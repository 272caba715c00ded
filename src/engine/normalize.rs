//! Merging and ordering of raw trade datasets.

use crate::domain::{sort_trades_by_entry_date, TradeRecord};
use tracing::debug;

/// Concatenate datasets and sort the combined set ascending by entry date.
///
/// All rows are preserved; there is no deduplication. The sort is stable, so
/// trades with identical timestamps keep their relative concatenation order.
/// Sorted order is the precondition for every downstream cumulative
/// computation.
pub fn merge_and_sort(datasets: Vec<Vec<TradeRecord>>) -> Vec<TradeRecord> {
    let dataset_count = datasets.len();
    let mut trades: Vec<TradeRecord> = datasets.into_iter().flatten().collect();
    sort_trades_by_entry_date(&mut trades);
    debug!(
        datasets = dataset_count,
        trades = trades.len(),
        "merged trade datasets"
    );
    trades
}
//! Equity curve and drawdown derivation.

use crate::domain::{Decimal, TradeRecord};

use super::DerivedTrade;

/// Derive net P/L, equity, peak equity and drawdown for a sorted trade
/// sequence.
///
/// A strict left-to-right scan with O(1) state: a running net-P/L sum and a
/// running equity maximum. The peak is the running maximum over equity values
/// only, so the first record is always its own peak and carries drawdown 0
/// even when it is a loss. Callers must pass trades already sorted ascending
/// by entry date (see `normalize::merge_and_sort`).
pub fn derive(
    trades: Vec<TradeRecord>,
    charge_per_trade: Decimal,
    total_capital: Decimal,
) -> Vec<DerivedTrade> {
    let mut cum_net_pnl = Decimal::zero();
    let mut running_peak: Option<Decimal> = None;
    let mut derived = Vec::with_capacity(trades.len());

    for trade in trades {
        let net_pnl = trade.pnl - charge_per_trade;
        cum_net_pnl += net_pnl;
        let equity = total_capital + cum_net_pnl;
        let peak_equity = match running_peak {
            Some(peak) if peak > equity => peak,
            _ => equity,
        };
        running_peak = Some(peak_equity);
        let drawdown = equity - peak_equity;
        let drawdown_pct = drawdown.percent_of(total_capital);

        derived.push(DerivedTrade {
            trade,
            net_pnl,
            equity,
            peak_equity,
            drawdown,
            drawdown_pct,
        });
    }

    derived
}
//! Input boundary: parsing raw trade reports into domain records.

pub mod csv;

pub use csv::{read_trades, read_trades_file, ENTRY_DATE_COLUMN, PNL_COLUMN};
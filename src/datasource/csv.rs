//! Reading trade report CSVs into domain records.
//!
//! The column names `"Entry Date"` and `"P/L"` are a schema contract with the
//! report exporter and must match exactly. Any other column is preserved as a
//! passthrough field on the record.

use crate::domain::{Decimal, TradeRecord};
use crate::error::AnalyticsError;
use chrono::{NaiveDate, NaiveDateTime};
use std::io::Read;
use std::path::Path;
use tracing::debug;

/// Required column holding the trade entry timestamp.
pub const ENTRY_DATE_COLUMN: &str = "Entry Date";
/// Required column holding the signed trade P/L.
pub const PNL_COLUMN: &str = "P/L";

/// Datetime formats accepted for the entry date, tried in order.
const DATETIME_FORMATS: &[&str] = &[
    "%Y-%m-%d %H:%M:%S",
    "%Y-%m-%dT%H:%M:%S",
    "%Y-%m-%d %H:%M",
    "%d-%m-%Y %H:%M:%S",
];

/// Date-only formats accepted for the entry date, tried after the datetime
/// formats; parsed values land at midnight.
const DATE_FORMATS: &[&str] = &["%Y-%m-%d", "%d-%m-%Y", "%m/%d/%Y", "%d-%b-%Y"];

/// Parse an entry date string against the accepted formats.
pub fn parse_entry_date(value: &str) -> Option<NaiveDateTime> {
    let trimmed = value.trim();
    for fmt in DATETIME_FORMATS {
        if let Ok(dt) = NaiveDateTime::parse_from_str(trimmed, fmt) {
            return Some(dt);
        }
    }
    for fmt in DATE_FORMATS {
        if let Ok(d) = NaiveDate::parse_from_str(trimmed, fmt) {
            return d.and_hms_opt(0, 0, 0);
        }
    }
    None
}

/// Read one trade report dataset from any reader.
///
/// `dataset` is a human-readable label (typically the file name) used in
/// error messages so the user can locate the offending file.
///
/// # Errors
/// - `MissingColumn` if either required column is absent (checked before any
///   row is parsed).
/// - `DateParse` / `PnlParse` with the 1-based data row of the first bad
///   value.
/// - `Csv` for reader-level failures such as ragged rows.
pub fn read_trades<R: Read>(reader: R, dataset: &str) -> Result<Vec<TradeRecord>, AnalyticsError> {
    let csv_reader = csv::ReaderBuilder::new()
        .has_headers(true)
        .from_reader(reader);
    read_from(csv_reader, dataset)
}

/// Read one trade report dataset from a file path.
pub fn read_trades_file(path: &Path) -> Result<Vec<TradeRecord>, AnalyticsError> {
    let dataset = path.display().to_string();
    let csv_reader = csv::ReaderBuilder::new()
        .has_headers(true)
        .from_path(path)
        .map_err(|e| AnalyticsError::Csv {
            dataset: dataset.clone(),
            source: e,
        })?;
    read_from(csv_reader, &dataset)
}

fn read_from<R: Read>(
    mut csv_reader: csv::Reader<R>,
    dataset: &str,
) -> Result<Vec<TradeRecord>, AnalyticsError> {
    let headers = csv_reader
        .headers()
        .map_err(|e| AnalyticsError::Csv {
            dataset: dataset.to_string(),
            source: e,
        })?
        .clone();

    // The schema contract is validated up front so a missing column is
    // reported before any computation proceeds.
    let date_idx = column_index(&headers, ENTRY_DATE_COLUMN, dataset)?;
    let pnl_idx = column_index(&headers, PNL_COLUMN, dataset)?;

    let mut trades = Vec::new();
    for (i, record) in csv_reader.records().enumerate() {
        let row = i + 1;
        let record = record.map_err(|e| AnalyticsError::Csv {
            dataset: dataset.to_string(),
            source: e,
        })?;

        let date_raw = record.get(date_idx).unwrap_or("");
        let entry_date =
            parse_entry_date(date_raw).ok_or_else(|| AnalyticsError::DateParse {
                dataset: dataset.to_string(),
                row,
                value: date_raw.to_string(),
            })?;

        let pnl_raw = record.get(pnl_idx).unwrap_or("");
        let pnl = Decimal::from_str_canonical(pnl_raw.trim()).map_err(|_| {
            AnalyticsError::PnlParse {
                dataset: dataset.to_string(),
                row,
                value: pnl_raw.to_string(),
            }
        })?;

        let extra = headers
            .iter()
            .enumerate()
            .filter(|(idx, _)| *idx != date_idx && *idx != pnl_idx)
            .map(|(idx, name)| (name.to_string(), record.get(idx).unwrap_or("").to_string()))
            .collect();

        trades.push(TradeRecord::new(entry_date, pnl).with_extra(extra));
    }

    debug!(dataset, rows = trades.len(), "loaded trade dataset");
    Ok(trades)
}

fn column_index(
    headers: &csv::StringRecord,
    column: &'static str,
    dataset: &str,
) -> Result<usize, AnalyticsError> {
    headers
        .iter()
        .position(|h| h == column)
        .ok_or(AnalyticsError::MissingColumn {
            dataset: dataset.to_string(),
            column,
        })
}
_ _ _
- **What is expected**
Please return only the lines above, starting at the line that has "carries drawdown 0" and ending at the line that has "land at midnight.", keeping both and leaving each one unchanged.

- **Answer for the task**
/// only, so the first record is always its own peak and carries drawdown 0
/// even when it is a loss. Callers must pass trades already sorted ascending
/// by entry date (see `normalize::merge_and_sort`).
pub fn derive(
    trades: Vec<TradeRecord>,
    charge_per_trade: Decimal,
    total_capital: Decimal,
) -> Vec<DerivedTrade> {
    let mut cum_net_pnl = Decimal::zero();
    let mut running_peak: Option<Decimal> = None;
    let mut derived = Vec::with_capacity(trades.len());

    for trade in trades {
        let net_pnl = trade.pnl - charge_per_trade;
        cum_net_pnl += net_pnl;
        let equity = total_capital + cum_net_pnl;
        let peak_equity = match running_peak {
            Some(peak) if peak > equity => peak,
            _ => equity,
        };
        running_peak = Some(peak_equity);
        let drawdown = equity - peak_equity;
        let drawdown_pct = drawdown.percent_of(total_capital);

        derived.push(DerivedTrade {
            trade,
            net_pnl,
            equity,
            peak_equity,
            drawdown,
            drawdown_pct,
        });
    }

    derived
}
//! Input boundary: parsing raw trade reports into domain records.

pub mod csv;

pub use csv::{read_trades, read_trades_file, ENTRY_DATE_COLUMN, PNL_COLUMN};
filename src/datasource/csv.rs
//! Reading trade report CSVs into domain records.
//!
//! The column names `"Entry Date"` and `"P/L"` are a schema contract with the
//! report exporter and must match exactly. Any other column is preserved as a
//! passthrough field on the record.

use crate::domain::{Decimal, TradeRecord};
use crate::error::AnalyticsError;
use chrono::{NaiveDate, NaiveDateTime};
use std::io::Read;
use std::path::Path;
use tracing::debug;

/// Required column holding the trade entry timestamp.
pub const ENTRY_DATE_COLUMN: &str = "Entry Date";
/// Required column holding the signed trade P/L.
pub const PNL_COLUMN: &str = "P/L";

/// Datetime formats accepted for the entry date, tried in order.
const DATETIME_FORMATS: &[&str] = &[
    "%Y-%m-%d %H:%M:%S",
    "%Y-%m-%dT%H:%M:%S",
    "%Y-%m-%d %H:%M",
    "%d-%m-%Y %H:%M:%S",
];

/// Date-only formats accepted for the entry date, tried after the datetime
/// formats; parsed values land at midnight.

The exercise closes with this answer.